Learn♦Grow Tasmanian Agricultural Scientist, Bruce French has spent 30 years on a voluntary mission to document information on the food plants of the world.  This achievement is underpinned by Bruce’s work in developing countries including Papua New Guinea and the Solomon Islands.

Bruce has established a plain English database of some 18,000 edible plants.  The database contains descriptions, countries and climatic zones of the plants’ origins, photos and drawings of entire plants and edible parts and cooking methods.

The database includes nutritional information on each plant.  The information in the food plants database has been and will be reproduced in a number of formats including CD, DVD, books and PowerPoint presentations.

Rotarian Buz Green of the Rotary Club of Devonport North in Tasmania (D9830) recognised the potential of the food plants database in the war against malnutrition.  He organised a relationship between the company behind the food plants database, Food Plants International, and Rotary to establish the Learn♦Grow project.  In June 2007, Learn♦Grow was formally established as the project vehicle.

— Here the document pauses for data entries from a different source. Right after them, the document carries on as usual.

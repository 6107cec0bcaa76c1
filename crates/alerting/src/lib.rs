//! Alerting System
//!
//! Voice and sound alert arbitration:
//! - `AlertArbiter` keeps at most one utterance active, queues the rest
//!   (urgent ahead of normal) and advances on speech completion or failure
//! - `SpeechEngine` is the text-to-speech contract; completions come back
//!   through a `CompletionSink` channel
//! - `AlertGate` applies per-kind cooldowns so a persistent risk does not
//!   flood the voice queue

mod arbiter;
mod config;
mod gate;
mod request;
mod speech;

pub use arbiter::{AlertArbiter, ArbiterStats, Submitted};
pub use config::AlertConfig;
pub use gate::{AlertGate, GateState};
pub use request::{AlertRequest, SoundKind, Utterance};
pub use speech::{
    speech_channel, CompletionSink, SpeechEngine, SpeechError, SpeechEvent, SpeechEvents,
    SpeechOutcome,
};

use thiserror::Error;

/// Alerting errors
#[derive(Debug, Error)]
pub enum AlertError {
    #[error("Alert arbiter is shut down")]
    Closed,

    #[error("Speech events already attached")]
    AlreadyAttached,

    #[error("Failed to spawn completion pump: {0}")]
    Spawn(#[from] std::io::Error),
}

Since June 2007, Buz Green and Bruce French, with the support of the Learn♦Grow  committee, Rotary and other volunteers, have transformed Learn♦Grow from a concept into a dynamic international project that has come to the attention of Rotary and organisations tackling malnutrition around the world.

The Need

Traditional and emergency responses to malnutrition in the human population have failed to come up with permanent solutions to malnutrition.  In developing countries, seven million children die each year from malnutrition. 

An alternative approach is needed to address malnutrition around the globe. Learn♦Grow is a visionary approach to malnutrition – to grow the best local foods to meet nutritional needs.


 The Advantages

Learn♦Grow empowers people in developing countries to harness local food plant resources to feed themselves and their families.  No costly equipment or structural improvements are required to get people switched onto to the advantages of growing local food plants including:

•    greater production
•    better adaptation to local conditions – soil type, rainfall, temperature
•    better resistance to pests and diseases, hence lower costs for pesticides
•    simpler growing requirements, no need for extensive areas cleared for monoculture cultivation
•    better nutritional quality of local food plants

Bruce French has documented that local food crops are frequently nutritionally superior to exotic food crops.  Nutrient levels in local food crops can be dramatically better than in exotic food plants.

The main obstacle to local people taking advantage of local food plants is the lack of knowledge to cultivate them.  Learn◊Grow is focused on imparting this knowledge to people in developing countries.

At a national economy level in developing countries, switching over to growing local food crops from growing exotic food crops or importing foodstuffs can insulate the national economy from the shocks of rising world food prices or oil based products e.g. fertilisers and pesticides.  Rising prices for imported foodstuffs e.g. rice means less money for es
sential services like health and education.  Indirect costs like the costs of shipping can also push up the price of imported foodstuffs.